Evaluation of an in-house pan-Malassezia quantitative PCR in human clinical samples.

ABSTRACT

Althought Malassezia spp. have been involved in various pathologies, they are an integral part of the cutaneous, gut, oral, ears, nose and throat (ENT) mycobiota. Since Malassezia are difficult to grow in culture, unexhaustive molecular biology methods have been developed to detect them. The aim of the study was to evaluate an in-house pan-Malassezia quantitative polymerase chain reaction (panM-qPCR) on various clinical human samples and determine Malassezia burden in various human mycobiota. The panM-qPCR was designed to target the repeated 28S rDNA gene from all Malassezia species. We used the assay to quantify the Malassezia burden on 361 samples from 161 subjects (80 skin swabs from 10 healthy volunteers (HV), 13 samples from 2 seborrheic dermatitis patients (SD), 90 skin samples from 19 burned patients, 119 stool samples from 89 immunocompromised patients, 59 ENT samples from 41 patients). For HV, the amount of Malassezia was different according to the swabbed areas. Quantification cycle (Cq) in SD is lower than in HV. In burned patients, Cq was significantly lower compared to HV. In stool samples, 6.7% were positive for Malassezia spp. with a high Cq. For the ENT area, a higher proportion of positive specimens were detected in ear samples than in nose samples. Our findings emphasized the importance of qPCR, confirming elevated Malassezia spp. levels on individuals' faces and scalps, increased burden in SD patients and in severely burnt patients than in HV. The pan-MqPCR appears to be a promising tool for studying Malassezia in various human mycobiota.

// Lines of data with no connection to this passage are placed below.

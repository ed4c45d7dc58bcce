// Virtual disk builder
//
// Synthesizes a complete boot region into a fresh image: an MBR with one
// fixed FAT32 partition, the matching FAT32 boot sector, and optionally an
// exact backup copy of the MBR at the last sector (where partitioning tools
// conventionally place one). This is a simulator with fixed constants, not
// a general partitioner.

use log::info;

use crate::boot_sector::{self, BootSectorRecord, FilesystemType};
use crate::error::RescueError;
use crate::image::{DiskImage, SECTOR_SIZE};
use crate::mbr::{Mbr, MbrPartitionEntry};

/// Default virtual disk size: 32 MiB.
pub const DEFAULT_DISK_SIZE: u64 = 32 * 1024 * 1024;
/// First partition starts at 1 MiB, the modern alignment convention.
pub const PARTITION_START_LBA: u32 = 2048;
/// Fixed partition length in sectors (30 MiB).
pub const PARTITION_SECTOR_COUNT: u32 = 61440;
/// Partition type byte: FAT32 (LBA).
pub const PARTITION_TYPE_FAT32_LBA: u8 = 0x0C;
/// OEM tag written into the synthetic boot sector.
pub const DEFAULT_OEM_ID: &str = "MSWIN4.1";
/// Cluster size written into the synthetic boot sector.
pub const DEFAULT_SECTORS_PER_CLUSTER: u8 = 8;

/// Everything the builder hands back. Each buffer is independently owned;
/// none aliases another's storage.
#[derive(Debug, Clone)]
pub struct BuiltDisk {
    pub disk: DiskImage,
    pub mbr: Mbr,
    pub backup_mbr: Option<Mbr>,
    pub boot_sector: BootSectorRecord,
}

/// Build a boot region into a zeroed image of `total_size` bytes.
pub fn build(total_size: u64, with_backup: bool) -> Result<BuiltDisk, RescueError> {
    let layout_end = (PARTITION_START_LBA as u64 + PARTITION_SECTOR_COUNT as u64)
        * SECTOR_SIZE as u64;
    if total_size < layout_end {
        return Err(RescueError::InvalidInput(format!(
            "disk size {} too small for the fixed layout ({} bytes required)",
            total_size, layout_end
        )));
    }

    let disk = DiskImage::zeroed(total_size)?;

    let mbr = Mbr::encode(&[MbrPartitionEntry {
        bootable: true,
        partition_type: PARTITION_TYPE_FAT32_LBA,
        lba_start: PARTITION_START_LBA,
        sector_count: PARTITION_SECTOR_COUNT,
    }]);
    let disk = disk.with_sector(0, mbr.as_bytes())?;

    let boot = boot_sector::encode_minimal_fat32_header(
        PARTITION_SECTOR_COUNT,
        DEFAULT_SECTORS_PER_CLUSTER,
        DEFAULT_OEM_ID,
    );
    let disk = disk.with_sector(PARTITION_START_LBA as u64, &boot)?;

    let (disk, backup_mbr) = if with_backup {
        let last_sector = disk.total_sectors() - 1;
        let disk = disk.with_sector(last_sector, mbr.as_bytes())?;
        info!("Created disk with backup MBR at sector {}", last_sector);
        (disk, Some(mbr.clone()))
    } else {
        info!("Created disk without a backup MBR");
        (disk, None)
    };

    let boot_sector = BootSectorRecord {
        sector_number: PARTITION_START_LBA as u64,
        oem_id: DEFAULT_OEM_ID.to_string(),
        filesystem_type: FilesystemType::Fat32,
        total_sectors: PARTITION_SECTOR_COUNT,
        sectors_per_cluster: DEFAULT_SECTORS_PER_CLUSTER,
        bytes_per_sector: 512,
    };

    info!(
        "Partition: LBA={}, sectors={}, type=0x{:02X} (FAT32)",
        PARTITION_START_LBA, PARTITION_SECTOR_COUNT, PARTITION_TYPE_FAT32_LBA
    );

    Ok(BuiltDisk {
        disk,
        mbr,
        backup_mbr,
        boot_sector,
    })
}
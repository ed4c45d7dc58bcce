// MBR reconstruction from discovered boot sectors
//
// A surviving FAT boot sector pins down everything a partition entry needs
// except the boot code: start LBA (where it was found), length (its total
// sector count) and type (FAT variant). The rebuilt MBR is therefore an
// approximation of the original, not a bit-identical copy.

use log::info;

use crate::boot_sector::BootSectorRecord;
use crate::error::RescueError;
use crate::mbr::{Mbr, MbrPartitionEntry, MAX_PARTITIONS};

/// Rebuild an MBR from up to four discovered boot-sector records, in scan
/// order. The first record becomes the active partition; records beyond the
/// fourth are dropped (MBR format hard limit).
pub fn reconstruct_mbr(records: &[BootSectorRecord]) -> Result<Mbr, RescueError> {
    if records.is_empty() {
        return Err(RescueError::NoBootSectorsFound);
    }

    let mut entries = Vec::with_capacity(records.len().min(MAX_PARTITIONS));
    for (i, record) in records.iter().take(MAX_PARTITIONS).enumerate() {
        // An MBR entry addresses at most 32 bits of LBA; refuse rather
        // than truncate a start sector that cannot be represented.
        let lba_start = u32::try_from(record.sector_number).map_err(|_| {
            RescueError::InvalidInput(format!(
                "boot sector LBA {} exceeds the 32-bit limit of an MBR entry",
                record.sector_number
            ))
        })?;
        let entry = MbrPartitionEntry {
            bootable: i == 0,
            partition_type: record.filesystem_type.partition_type(),
            lba_start,
            sector_count: record.total_sectors,
        };
        info!(
            "Partition {}: {} at LBA {}, {} sectors",
            i + 1,
            record.filesystem_type,
            entry.lba_start,
            entry.sector_count
        );
        entries.push(entry);
    }

    Ok(Mbr::encode(&entries))
}
// Partition-table corruption engine
//
// Applies one of five named byte-level mutations to a copy of the primary
// MBR. Corruption is local to sector 0: backup MBRs and boot sectors
// elsewhere on the disk are never touched, which is exactly what makes the
// recovery strategies viable.

use std::str::FromStr;

use log::warn;

use crate::error::RescueError;
use crate::mbr::{Mbr, PARTITION_TABLE_OFFSET};

#[derive(Debug, Clone, Copy, PartialEq, Eq)]
pub enum CorruptionKind {
    /// Set the LBA-start low two bytes to 0xFFFF (implausible start).
    WrongLba,
    /// Zero the sector-count low two bytes.
    WrongSize,
    /// Set the partition-type byte to 0x00 (unknown).
    WrongType,
    /// Zero both signature bytes.
    NoSignature,
    /// Zero the entire 64-byte partition-entry table.
    AllZero,
}

impl CorruptionKind {
    pub const ALL: [CorruptionKind; 5] = [
        CorruptionKind::WrongLba,
        CorruptionKind::WrongSize,
        CorruptionKind::WrongType,
        CorruptionKind::NoSignature,
        CorruptionKind::AllZero,
    ];

    pub fn as_str(&self) -> &'static str {
        match self {
            CorruptionKind::WrongLba => "wrong_lba",
            CorruptionKind::WrongSize => "wrong_size",
            CorruptionKind::WrongType => "wrong_type",
            CorruptionKind::NoSignature => "no_signature",
            CorruptionKind::AllZero => "all_zero",
        }
    }
}

impl FromStr for CorruptionKind {
    type Err = RescueError;

    fn from_str(s: &str) -> Result<Self, Self::Err> {
        match s {
            "wrong_lba" => Ok(CorruptionKind::WrongLba),
            "wrong_size" => Ok(CorruptionKind::WrongSize),
            "wrong_type" => Ok(CorruptionKind::WrongType),
            "no_signature" => Ok(CorruptionKind::NoSignature),
            "all_zero" => Ok(CorruptionKind::AllZero),
            other => Err(RescueError::InvalidInput(format!(
                "unknown corruption kind: '{}'",
                other
            ))),
        }
    }
}

impl std::fmt::Display for CorruptionKind {
    fn fmt(&self, f: &mut std::fmt::Formatter<'_>) -> std::fmt::Result {
        f.write_str(self.as_str())
    }
}

/// Apply the selected corruption to a copy of `mbr`. The input is never
/// modified; a `None` kind is an error so callers cannot apply a silent
/// no-op. Any PartitionInfo previously derived from the primary MBR is
/// stale after this and must be re-derived.
pub fn corrupt(mbr: &Mbr, kind: Option<CorruptionKind>) -> Result<Mbr, RescueError> {
    let kind = kind.ok_or(RescueError::NoKindSelected)?;

    let mut sector = *mbr.as_bytes();
    match kind {
        CorruptionKind::WrongLba => {
            sector[PARTITION_TABLE_OFFSET + 8] = 0xFF;
            sector[PARTITION_TABLE_OFFSET + 9] = 0xFF;
        }
        CorruptionKind::WrongSize => {
            sector[PARTITION_TABLE_OFFSET + 12] = 0x00;
            sector[PARTITION_TABLE_OFFSET + 13] = 0x00;
        }
        CorruptionKind::WrongType => {
            sector[PARTITION_TABLE_OFFSET + 4] = 0x00;
        }
        CorruptionKind::NoSignature => {
            sector[510] = 0x00;
            sector[511] = 0x00;
        }
        CorruptionKind::AllZero => {
            // 0x1BE..0x1FE: all four partition entries
            for byte in &mut sector[PARTITION_TABLE_OFFSET..PARTITION_TABLE_OFFSET + 64] {
                *byte = 0x00;
            }
        }
    }

    warn!("Applied corruption '{}' to the primary MBR", kind);
    Ok(Mbr::from_sector_unchecked(sector))
}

Malassezia species are ubiquitous members of various human microbiomes, including cutaneous and mucosal sites. While these fungi have been implicated in several pathologies, their presence as commensals complicates their study, especially due to difficulties in culturing them in vitro. This has necessitated the development of molecular techniques to detect and quantify Malassezia species directly from clinical samples. In this study, we report on the development and application of an in-house pan-Malassezia quantitative PCR (panM-qPCR) assay. This assay targets the conserved 28S rDNA gene across all known Malassezia species, allowing for a broad-spectrum detection approach. We applied this panM-qPCR to a diverse set of clinical samples, totaling 361 specimens from 161 subjects, encompassing healthy individuals, patients with seborrheic dermatitis, burn victims, and immunocompromised individuals. Our results indicate variable Malassezia loads on different skin sites of healthy volunteers, with significantly lower quantification cycle (Cq) values observed in seborrheic dermatitis patients, suggesting an increased fungal burden. Burn patients also showed a marked increase in Malassezia spp. levels compared to healthy individuals. Stool samples demonstrated a low prevalence (6.7%) of Malassezia spp., but with high Cq values when present. Notably, ear samples revealed a higher positivity rate compared to nasal samples. The findings highlight the practicality and sensitivity of qPCR for elucidating the Malassezia burden across various human samples. This molecular approach confirms the differential colonization of Malassezia spp. in different clinical contexts. The panM-qPCR offers a promising approach for comprehensive mycobiota research, particularly in conditions where culture-based methods fall short.